Humlet of the Games
By not78highstreet
Published: March 7, 2010
Updated: March 7, 2010

 

Humlet:

To be, or not to be, that is the bodkin:
Whether 'tis nobler in the arse to stuff her
Despite the weary thongs and bursting bras of outrageous fatties,
Or to be flaccid in a sea of big ho's
And watersports, by peeing on them. To drain—to flow,
No more; and by a slurp to say we suffer
The cock-ache and the thousand natural STDs
That flesh is heir to: 'tis a conflagration
Devoutly to be spay'd.

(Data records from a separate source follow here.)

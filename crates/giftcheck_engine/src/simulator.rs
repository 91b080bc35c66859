//! Offline stand-in for the analysis service.
//!
//! Produces plausible, randomised classifications with a per-call delay so
//! the rest of the system behaves as it would against the real service.
use std::sync::{Mutex, MutexGuard, PoisonError};
use std::time::Duration;

use giftcheck_core::{AnalysisMode, Attributes, Category, ClassificationResult, Link};
use rand::rngs::StdRng;
use rand::{Rng, SeedableRng};

use crate::classifier::Classifier;
use crate::clock::{format_expiry, now_ms};
use crate::{RemoteError, SimulatorSettings};

const DAY_MS: i64 = 24 * 60 * 60 * 1000;

/// Gift products an ordinary link may carry, with their price.
const GIFT_CATALOG: [(&str, f64); 3] = [
    ("VIP monthly card", 15.0),
    ("VIP annual card", 98.0),
    ("Music package monthly card", 12.0),
];

pub struct Simulator {
    rng: Mutex<StdRng>,
    settings: SimulatorSettings,
}

impl Simulator {
    pub fn new(settings: SimulatorSettings) -> Self {
        let rng = match settings.seed {
            Some(seed) => StdRng::seed_from_u64(seed),
            None => StdRng::from_entropy(),
        };
        Self {
            rng: Mutex::new(rng),
            settings,
        }
    }

    pub fn with_seed(seed: u64, settings: SimulatorSettings) -> Self {
        Self::new(SimulatorSettings {
            seed: Some(seed),
            ..settings
        })
    }

    /// Classifies one link after a random delay. Never fails.
    pub async fn classify_link(&self, link: &Link) -> ClassificationResult {
        let delay = self.draw_latency();
        if !delay.is_zero() {
            tokio::time::sleep(delay).await;
        }
        let mut rng = self.lock_rng();
        draw_result(&mut *rng, link, now_ms())
    }

    fn draw_latency(&self) -> Duration {
        let SimulatorSettings {
            min_latency,
            max_latency,
            ..
        } = self.settings;
        if max_latency <= min_latency {
            return min_latency;
        }
        self.lock_rng().gen_range(min_latency..max_latency)
    }

    fn lock_rng(&self) -> MutexGuard<'_, StdRng> {
        self.rng.lock().unwrap_or_else(PoisonError::into_inner)
    }
}

#[async_trait::async_trait]
impl Classifier for Simulator {
    fn mode(&self) -> AnalysisMode {
        AnalysisMode::Simulated
    }

    async fn classify(&self, link: &Link) -> Result<ClassificationResult, RemoteError> {
        Ok(self.classify_link(link).await)
    }
}

/// Draws a classification for `link` at time `now_ms`.
///
/// VIP invite links only ever get `valid` or `expired`; ordinary links get
/// `available`, `expired`, `claimed` or `invalid`. The status is always success.
pub fn draw_result<R: Rng + ?Sized>(rng: &mut R, link: &Link, now_ms: i64) -> ClassificationResult {
    if link.is_privileged() {
        draw_privileged(rng, link, now_ms)
    } else {
        draw_ordinary(rng, link, now_ms)
    }
}

fn draw_privileged<R: Rng + ?Sized>(rng: &mut R, link: &Link, now_ms: i64) -> ClassificationResult {
    let valid = rng.gen::<f64>() > 0.3;
    let (category, expire_time_ms, remaining_days, status_text) = if valid {
        (
            Category::Valid,
            now_ms + rng.gen_range(1..=30 * DAY_MS),
            rng.gen_range(0..30),
            "VIP valid",
        )
    } else {
        (
            Category::Expired,
            now_ms - rng.gen_range(1..=30 * DAY_MS),
            0,
            "VIP expired",
        )
    };

    ClassificationResult::success(link, category, now_ms).with_attributes(Attributes {
        status_text: Some(status_text.to_string()),
        gift_type: Some("VIP invite".to_string()),
        expire_time_ms: Some(expire_time_ms),
        expire_date: format_expiry(expire_time_ms),
        remaining_days: Some(remaining_days),
        ..Attributes::default()
    })
}

fn draw_ordinary<R: Rng + ?Sized>(rng: &mut R, link: &Link, now_ms: i64) -> ClassificationResult {
    let roll = rng.gen::<f64>();
    let mut attributes = Attributes::default();

    let category = if roll > 0.7 {
        let available = rng.gen_range(1..=5);
        let total = available + rng.gen_range(0..=2);
        attributes.available_count = Some(available);
        attributes.total_count = Some(total);
        attributes.used_count = Some(total - available);
        attributes.status_text = Some(format!("claimable ({available}/{total})"));
        Category::Available
    } else if roll > 0.4 {
        let expired_at = now_ms - rng.gen_range(1..=30 * DAY_MS);
        attributes.expire_time_ms = Some(expired_at);
        attributes.expire_date = format_expiry(expired_at);
        attributes.status_text = Some("expired".to_string());
        Category::Expired
    } else if roll > 0.2 {
        let total = rng.gen_range(1..=10);
        attributes.total_count = Some(total);
        attributes.used_count = Some(total);
        attributes.available_count = Some(0);
        attributes.status_text = Some("fully claimed".to_string());
        Category::Claimed
    } else {
        attributes.status_text = Some("link invalid".to_string());
        Category::Invalid
    };

    let (gift_type, price) = GIFT_CATALOG[rng.gen_range(0..GIFT_CATALOG.len())];
    attributes.gift_type = Some(gift_type.to_string());
    attributes.price = Some(price);
    attributes.sender_name = Some(format!("user{}", rng.gen_range(0..1000)));

    ClassificationResult::success(link, category, now_ms).with_attributes(attributes)
}

#[cfg(test)]
mod tests {
    use std::collections::HashMap;

    use giftcheck_core::ResultStatus;

    use super::*;

    const NOW: i64 = 1_700_000_000_000;

    fn link(raw: &str) -> Link {
        Link::parse(raw).unwrap()
    }

    #[test]
    fn privileged_links_stay_in_privileged_set() {
        let mut rng = StdRng::seed_from_u64(7);
        let invite = link("https://y.music.163.com/m/vip-invite-cashier?token=1");
        for _ in 0..500 {
            let result = draw_result(&mut rng, &invite, NOW);
            assert!(result.privileged);
            assert!(Category::PRIVILEGED.contains(&result.category));
            let expiry = result.attributes.expire_time_ms.unwrap();
            match result.category {
                Category::Valid => assert!(expiry > NOW),
                _ => {
                    assert!(expiry < NOW);
                    assert_eq!(result.attributes.remaining_days, Some(0));
                }
            }
        }
    }

    #[test]
    fn ordinary_distribution_covers_all_categories() {
        let mut rng = StdRng::seed_from_u64(11);
        let gift = link("http://163cn.tv/abc");
        let mut seen: HashMap<Category, usize> = HashMap::new();
        for _ in 0..2_000 {
            let result = draw_result(&mut rng, &gift, NOW);
            assert_eq!(result.status, ResultStatus::Success);
            assert!(!result.privileged);
            assert!(Category::ORDINARY.contains(&result.category));
            *seen.entry(result.category).or_insert(0) += 1;
        }
        // Expected shares: 30% available, 30% expired, 20% claimed, 20% invalid.
        for (category, low, high) in [
            (Category::Available, 450, 750),
            (Category::Expired, 450, 750),
            (Category::Claimed, 250, 550),
            (Category::Invalid, 250, 550),
        ] {
            let count = seen.get(&category).copied().unwrap_or(0);
            assert!(
                (low..=high).contains(&count),
                "{category}: {count} outside {low}..={high}"
            );
        }
    }

    #[test]
    fn ordinary_attributes_are_consistent_with_category() {
        let mut rng = StdRng::seed_from_u64(3);
        let gift = link("http://163cn.tv/xyz");
        for _ in 0..500 {
            let result = draw_result(&mut rng, &gift, NOW);
            let attrs = &result.attributes;
            assert!(attrs.price.is_some());
            match result.category {
                Category::Available => {
                    let available = attrs.available_count.unwrap();
                    let total = attrs.total_count.unwrap();
                    assert!((1..=5).contains(&available));
                    assert!(total >= available && total <= available + 2);
                    assert_eq!(attrs.used_count, Some(total - available));
                }
                Category::Expired => assert!(attrs.expire_time_ms.unwrap() < NOW),
                Category::Claimed => assert_eq!(attrs.used_count, attrs.total_count),
                Category::Invalid => assert!(attrs.total_count.is_none()),
                other => panic!("unexpected category {other}"),
            }
        }
    }

    #[test]
    fn same_seed_same_sequence() {
        let gift = link("http://163cn.tv/seed");
        let mut a = StdRng::seed_from_u64(42);
        let mut b = StdRng::seed_from_u64(42);
        for _ in 0..20 {
            assert_eq!(draw_result(&mut a, &gift, NOW), draw_result(&mut b, &gift, NOW));
        }
    }

    #[tokio::test]
    async fn classify_waits_within_latency_bounds() {
        let settings = SimulatorSettings {
            min_latency: Duration::from_millis(20),
            max_latency: Duration::from_millis(40),
            seed: None,
        };
        let simulator = Simulator::with_seed(1, settings);
        let started = std::time::Instant::now();
        let result = simulator.classify(&link("http://163cn.tv/wait")).await.unwrap();
        assert!(started.elapsed() >= Duration::from_millis(20));
        assert_eq!(result.link.as_str(), "http://163cn.tv/wait");
    }
}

To eat a hoary pie, yet slip that torpid banana;
To plop, to fizz, or pork, yet dream of wick'd bacon—ay, there's the meaty rub:
For in that heap of girth what poor reaming some may cum,
When we have blue-ball dementia like some morbid cod,
Must give us paws—there's the beastial respect
That makes calamity of Fatty, your wife.
For who would beat the hibbitty, jibbitties or aching corns of strife,
There's no I in team, except the team that reamed your wife
Th'oppressor's bong, the proud man's smoke,
The pangs and pongs of chubby love, the law's Tom Delay,
The insolence of orifice, but the sperm's the thing
That patient men of th'unworthy merit spew,
When he himself might his orgasm fake
With a bare sweaty bodkin? Who would farting bear,
To grunt and sweat under a wife's weary life,
But that the dread of rotting and stink after death,
The undiscovere'd cunt, from whose hairy bum
No Priceline traveller returns, puzzles me still,
And makes us rather bear those H1N1 ills we have
Than fly to others that we know owe the IRS a load?
Thus science doth make moist cow dung of us all,
For I cannot fix the Tube of Boob nor watch the filth adorn
Sad goodbye, the native son of dubious origin born,
craves his lost sticky video and raunchest DVD porn
And is sickened with the high cost of boredom's thought,
Of cable enterprise of great greed and moment
With little regard their dullest audience turn awry
And loosest the games of slippery action, oh Winter Olympics!